Great article and great analysis - came here from GigaOm and plan on reading more...

Here's some questions back to you - and I realize some of these may be stupid as I really don't know that much about the emerging wireless technology - so forgive me if I'm missing something really basic!

1. Would it be possible for a mobile phone to be able to use a Flarion-powered network and VOIP to both reduce the cost of running a cell phone network, and potentially open up the cell phone to broader applications such as real-time video?

2. Nextel has MMDS frequencies - but is the Flarion technology deployable on other frequencies - I'm specifically curious about XO Communication: they have LMDS frequencies and was curious if they could deploy the Flarion tech? Would it just have shorter range?

3. My understanding is that MMDS and LMDS both had line-of-sight requirements when they first came out and that was a significant limitation. My understanding of the Flarion tech is that it specifically does not require this - as your example of speeding down a road in a car would imply. Am I reading this right?

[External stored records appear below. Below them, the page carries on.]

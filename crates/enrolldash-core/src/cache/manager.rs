use std::sync::Arc;
use std::time::Duration;

use chrono::{DateTime, TimeZone, Utc};
use serde::{Deserialize, Serialize};
use tracing::{debug, warn};

use crate::cache::storage::KeyValueStorage;
use crate::clock::Clock;
use crate::models::{ChartSnapshot, StatsSnapshot};

/// Storage key for the dashboard snapshot.
pub const DASHBOARD_CACHE_KEY: &str = "dashboard_cache";

/// Consider the snapshot stale after 5 minutes.
/// Long enough to make repeat visits instant, short enough that counts stay close to live.
pub const DEFAULT_CACHE_TTL_MS: i64 = 300_000;

/// One persisted dashboard snapshot.
#[derive(Debug, Clone, PartialEq, Eq, Serialize, Deserialize)]
#[serde(rename_all = "camelCase")]
pub struct CacheEntry {
    pub cached_at_epoch_ms: i64,
    pub stats: StatsSnapshot,
    pub chart_data: ChartSnapshot,
}

impl CacheEntry {
    pub fn new(stats: StatsSnapshot, chart_data: ChartSnapshot, cached_at_epoch_ms: i64) -> Self {
        Self {
            cached_at_epoch_ms,
            stats,
            chart_data,
        }
    }

    pub fn age_ms(&self, now_ms: i64) -> i64 {
        now_ms.saturating_sub(self.cached_at_epoch_ms)
    }

    pub fn is_fresh(&self, now_ms: i64, ttl_ms: i64) -> bool {
        self.age_ms(now_ms) < ttl_ms
    }

    pub fn cached_at(&self) -> Option<DateTime<Utc>> {
        Utc.timestamp_millis_opt(self.cached_at_epoch_ms).single()
    }
}

/// TTL cache over a `KeyValueStorage`.
///
/// Never fails outward: storage and parse problems are logged and read as a
/// miss, write failures are logged and dropped. Expired entries are left in
/// place and simply overwritten by the next write.
#[derive(Clone)]
pub struct CacheStore {
    storage: Arc<dyn KeyValueStorage>,
    clock: Arc<dyn Clock>,
    key: String,
    ttl_ms: i64,
}

impl CacheStore {
    pub fn new(storage: Arc<dyn KeyValueStorage>, clock: Arc<dyn Clock>) -> Self {
        Self {
            storage,
            clock,
            key: DASHBOARD_CACHE_KEY.to_string(),
            ttl_ms: DEFAULT_CACHE_TTL_MS,
        }
    }

    pub fn with_ttl(mut self, ttl: Duration) -> Self {
        self.ttl_ms = i64::try_from(ttl.as_millis()).unwrap_or(i64::MAX);
        self
    }

    pub fn with_key(mut self, key: impl Into<String>) -> Self {
        self.key = key.into();
        self
    }

    /// Read the snapshot if present, parseable, and younger than the TTL.
    pub fn read(&self) -> Option<CacheEntry> {
        let contents = match self.storage.get(&self.key) {
            Ok(Some(contents)) => contents,
            Ok(None) => {
                debug!(key = %self.key, "Cache miss: no entry");
                return None;
            }
            Err(e) => {
                warn!(key = %self.key, error = %e, "Failed to read cache, treating as miss");
                return None;
            }
        };

        let entry: CacheEntry = match serde_json::from_str(&contents) {
            Ok(entry) => entry,
            Err(e) => {
                warn!(key = %self.key, error = %e, "Failed to parse cache entry, evicting");
                self.evict();
                return None;
            }
        };

        if entry.cached_at().is_none() {
            warn!(
                key = %self.key,
                cached_at_epoch_ms = entry.cached_at_epoch_ms,
                "Cache entry timestamp out of range, evicting"
            );
            self.evict();
            return None;
        }

        let now_ms = self.clock.now_ms();
        if !entry.is_fresh(now_ms, self.ttl_ms) {
            debug!(key = %self.key, age_ms = entry.age_ms(now_ms), "Cache miss: entry expired");
            return None;
        }

        debug!(key = %self.key, age_ms = entry.age_ms(now_ms), "Cache hit");
        Some(entry)
    }

    fn evict(&self) {
        if let Err(e) = self.storage.remove(&self.key) {
            debug!(key = %self.key, error = %e, "Failed to evict unusable cache entry");
        }
    }

    /// Persist a snapshot stamped with the current time.
    pub fn write(&self, stats: &StatsSnapshot, chart_data: &ChartSnapshot) {
        let entry = CacheEntry::new(*stats, chart_data.clone(), self.clock.now_ms());

        let contents = match serde_json::to_string(&entry) {
            Ok(contents) => contents,
            Err(e) => {
                warn!(key = %self.key, error = %e, "Failed to serialize cache entry");
                return;
            }
        };

        match self.storage.set(&self.key, &contents) {
            Ok(()) => debug!(key = %self.key, bytes = contents.len(), "Cache written"),
            Err(e) => warn!(key = %self.key, error = %e, "Failed to write cache"),
        }
    }
}

// ============================================================================
// Tests
// ============================================================================
/// Render an age in minutes as a short freshness label.
///
/// Negative ages (clock skew) read as "just now". Hours and days round up at
/// the half-way mark.
pub fn age_display(minutes: i64) -> String {
    if minutes < 1 {
        "just now".to_string()
    } else if minutes < 60 {
        format!("{}m ago", minutes)
    } else if minutes < 1440 {
        let hours = minutes / 60;
        let remaining_mins = minutes % 60;
        if remaining_mins >= 30 {
            format!("{}h ago", hours + 1)
        } else {
            format!("{}h ago", hours)
        }
    } else {
        let days = minutes / 1440;
        let remaining_hours = (minutes % 1440) / 60;
        if remaining_hours >= 12 {
            format!("{}d ago", days + 1)
        } else {
            format!("{}d ago", days)
        }
    }
}

/// Truncate a string to at most `max_len` bytes on a char boundary, adding an
/// ellipsis if anything was cut.
pub fn truncate(s: &str, max_len: usize) -> String {
    if s.len() <= max_len {
        return s.to_string();
    }
    let mut end = max_len;
    while end > 0 && !s.is_char_boundary(end) {
        end -= 1;
    }
    format!("{}...", &s[..end])
}
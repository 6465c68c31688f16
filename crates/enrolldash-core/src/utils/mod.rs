//! Small shared helpers: freshness formatting and the debounce primitive.

pub mod debounce;
pub mod format;

pub use debounce::Debouncer;
pub use format::{age_display, truncate};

4. Lastly, who's really going to benefit from this tech? From Nextel's point of view, I could see that they could over broadband to the house, and VOIP to provide phone service. Seems like this will allow the wireless companies to become full-service telecomm providers.

I could also see them partnering with satellite tv providers (DirecTV) to have a full offering to compete with cable. Cable seems the most vulnerable here - they've been making fat margin on broadband connections that has helped us ignore the slower growth of basic cable connections. Take that away and they could be hurting.

Thoughts appreciated!

Damian

Posted by: at February 8, 2004 01:56 PM

> Would it be possible for a mobile phone to be
> able to use a Flarion-powered network and VOIP
> to both reduce the cost of running a cell phone
> network, and potentially open up the cell phone
> to broader applications such as real-time video?

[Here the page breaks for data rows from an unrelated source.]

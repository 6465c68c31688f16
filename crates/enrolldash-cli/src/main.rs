//! enrolldash - terminal view of the enrollment dashboard feed.
//!
//! Shows cached dashboard data immediately, revalidates against the backend,
//! and optionally keeps polling. Every state change is printed as a short
//! summary or, with `--json`, as one JSON object per line.

use std::io;
use std::path::PathBuf;
use std::sync::Arc;

use anyhow::{Context, Result};
use chrono::Utc;
use clap::Parser;
use tracing::{info, warn};
use tracing_appender::non_blocking::WorkerGuard;
use tracing_subscriber::{fmt, prelude::*, EnvFilter};

use enrolldash_core::{Config, Dashboard, DashboardView, FileStorage, RefreshOutcome};

// ============================================================================
// Constants
// ============================================================================

/// Environment override for the backend base URL
const ENV_API_URL: &str = "ENROLLDASH_API_URL";

/// Environment override for the polling interval in seconds
const ENV_POLL_SECS: &str = "ENROLLDASH_POLL_SECS";

/// Maximum chart rows printed per series in the text summary
const MAX_CHART_ROWS: usize = 10;

#[derive(Debug, Parser)]
#[command(name = "enrolldash", version, about = "Enrollment dashboard with cached, self-refreshing data")]
struct Cli {
    /// Backend base URL (overrides config and ENROLLDASH_API_URL)
    #[arg(long)]
    api_url: Option<String>,

    /// Poll every N seconds; 0 disables polling
    #[arg(long)]
    poll_secs: Option<u64>,

    /// Exit after the first refresh settles
    #[arg(long)]
    once: bool,

    /// Print each state as a JSON line instead of a summary
    #[arg(long)]
    json: bool,

    /// Read configuration from this file instead of the default location
    #[arg(long)]
    config: Option<PathBuf>,

    /// Also write logs to a daily rolling file in this directory
    #[arg(long)]
    log_dir: Option<PathBuf>,
}

/// Initialize the tracing subscriber for logging
fn init_tracing(log_dir: Option<&PathBuf>) -> Option<WorkerGuard> {
    // Use RUST_LOG env var to control log level (e.g., RUST_LOG=debug)
    let filter = EnvFilter::try_from_default_env().unwrap_or_else(|_| EnvFilter::new("warn"));

    let (file_layer, guard) = match log_dir {
        Some(dir) => {
            let appender = tracing_appender::rolling::daily(dir, "enrolldash.log");
            let (writer, guard) = tracing_appender::non_blocking(appender);
            (
                Some(fmt::layer().with_writer(writer).with_ansi(false)),
                Some(guard),
            )
        }
        None => (None, None),
    };

    tracing_subscriber::registry()
        .with(fmt::layer().with_writer(io::stderr))
        .with(file_layer)
        .with(filter)
        .init();

    guard
}

fn load_config(cli: &Cli) -> Config {
    let loaded = match &cli.config {
        Some(path) => Config::load_from(path),
        None => Config::load(),
    };
    let mut config = match loaded {
        Ok(c) => c,
        Err(e) => {
            warn!(error = %e, "Failed to load config, using defaults");
            Config::default()
        }
    };

    if let Ok(url) = std::env::var(ENV_API_URL) {
        config.api_base_url = url;
    }
    if let Ok(secs) = std::env::var(ENV_POLL_SECS) {
        match secs.parse() {
            Ok(secs) => config.poll_interval_secs = secs,
            Err(e) => warn!(value = %secs, error = %e, "Ignoring invalid {}", ENV_POLL_SECS),
        }
    }

    if let Some(url) = &cli.api_url {
        config.api_base_url = url.clone();
    }
    if let Some(secs) = cli.poll_secs {
        config.poll_interval_secs = secs;
    }
    if cli.once {
        config.poll_interval_secs = 0;
    }

    config
}

fn print_view(view: &DashboardView, json: bool) -> Result<()> {
    if json {
        println!("{}", serde_json::to_string(view)?);
        return Ok(());
    }

    let status = if view.loading {
        " [loading]"
    } else if view.refreshing {
        " [refreshing]"
    } else {
        ""
    };
    println!(
        "Students: {}  Programs: {}  Colleges: {}  (updated {}){}",
        view.stats.total_students,
        view.stats.total_programs,
        view.stats.total_colleges,
        view.last_updated_display(Utc::now()),
        status
    );

    for (title, rows) in [
        ("By program", &view.chart_data.by_program),
        ("By college", &view.chart_data.by_college),
    ] {
        if rows.is_empty() {
            continue;
        }
        println!("  {}:", title);
        for record in rows.iter().take(MAX_CHART_ROWS) {
            println!("    {:<10} {:<40} {:>6}", record.code, record.name, record.student_count);
        }
        if rows.len() > MAX_CHART_ROWS {
            println!("    ... {} more", rows.len() - MAX_CHART_ROWS);
        }
    }

    if !view.stats_error.is_empty() {
        println!("  ! Stats: {}", view.stats_error);
    }
    if !view.charts_error.is_empty() && view.charts_error != view.stats_error {
        println!("  ! Charts: {}", view.charts_error);
    }
    Ok(())
}

#[tokio::main]
async fn main() -> Result<()> {
    // Load .env file if present (silently ignore if not found)
    let _ = dotenvy::dotenv();

    let cli = Cli::parse();
    let _log_guard = init_tracing(cli.log_dir.as_ref());
    info!("enrolldash starting");

    let config = load_config(&cli);
    let cache_dir = config.cache_dir().unwrap_or_else(|_| PathBuf::from("./cache"));
    let storage = Arc::new(FileStorage::new(cache_dir));

    let (mut dashboard, initial) =
        Dashboard::from_config(&config, storage, None).context("Failed to start dashboard")?;
    let mut updates = dashboard.subscribe();

    print_view(&dashboard.view(), cli.json)?;

    if cli.once {
        let outcome = initial.wait().await;
        print_view(&dashboard.view(), cli.json)?;
        dashboard.teardown();
        if let RefreshOutcome::Failed(message) = outcome {
            anyhow::bail!("Refresh failed: {}", message);
        }
        return Ok(());
    }

    loop {
        tokio::select! {
            changed = updates.changed() => {
                if changed.is_err() {
                    break;
                }
                let view = DashboardView::from(&*updates.borrow_and_update());
                print_view(&view, cli.json)?;
            }
            _ = tokio::signal::ctrl_c() => {
                info!("Interrupted");
                break;
            }
        }
    }

    dashboard.teardown();
    info!("enrolldash shutting down");
    Ok(())
}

VoIP isn't necessarily a good way of reducing the cost of delivering vanilla POTS voice calls. There's a horrendous overhead -- about 80% of the data in an unoptimized WiFi VoIP call is headers from the many layers of the protocol stack. As long as spectrum is a scarce resource, some form of vertical integration of WWANs to support mass-market voice service is likely to be desirable.

On the other hand, the lack of a dedicated channel in F-OFDM can make things a lot more efficient, such as push-to-talk. And clearly, the moment you start to do serious service innovation, the "stupid network" wins out every time, "inefficiency" notwithstanding.

> Nextel has MMDS frequencies - but is the Flarion
> technology deployable on other frequencies

Yes and no. I'm not an RF or coding expert, but I believe the ASICs and signal coding are customized for specific frequencies. (Anyone know what they're talking about here - please enlighten us all!) But AFAIK the F-OFDM approach is not tied to any one freqency band (but neither are analog, TDMA, or CDMA.) The main innovation is really one of mathematics and coding theory, not physics.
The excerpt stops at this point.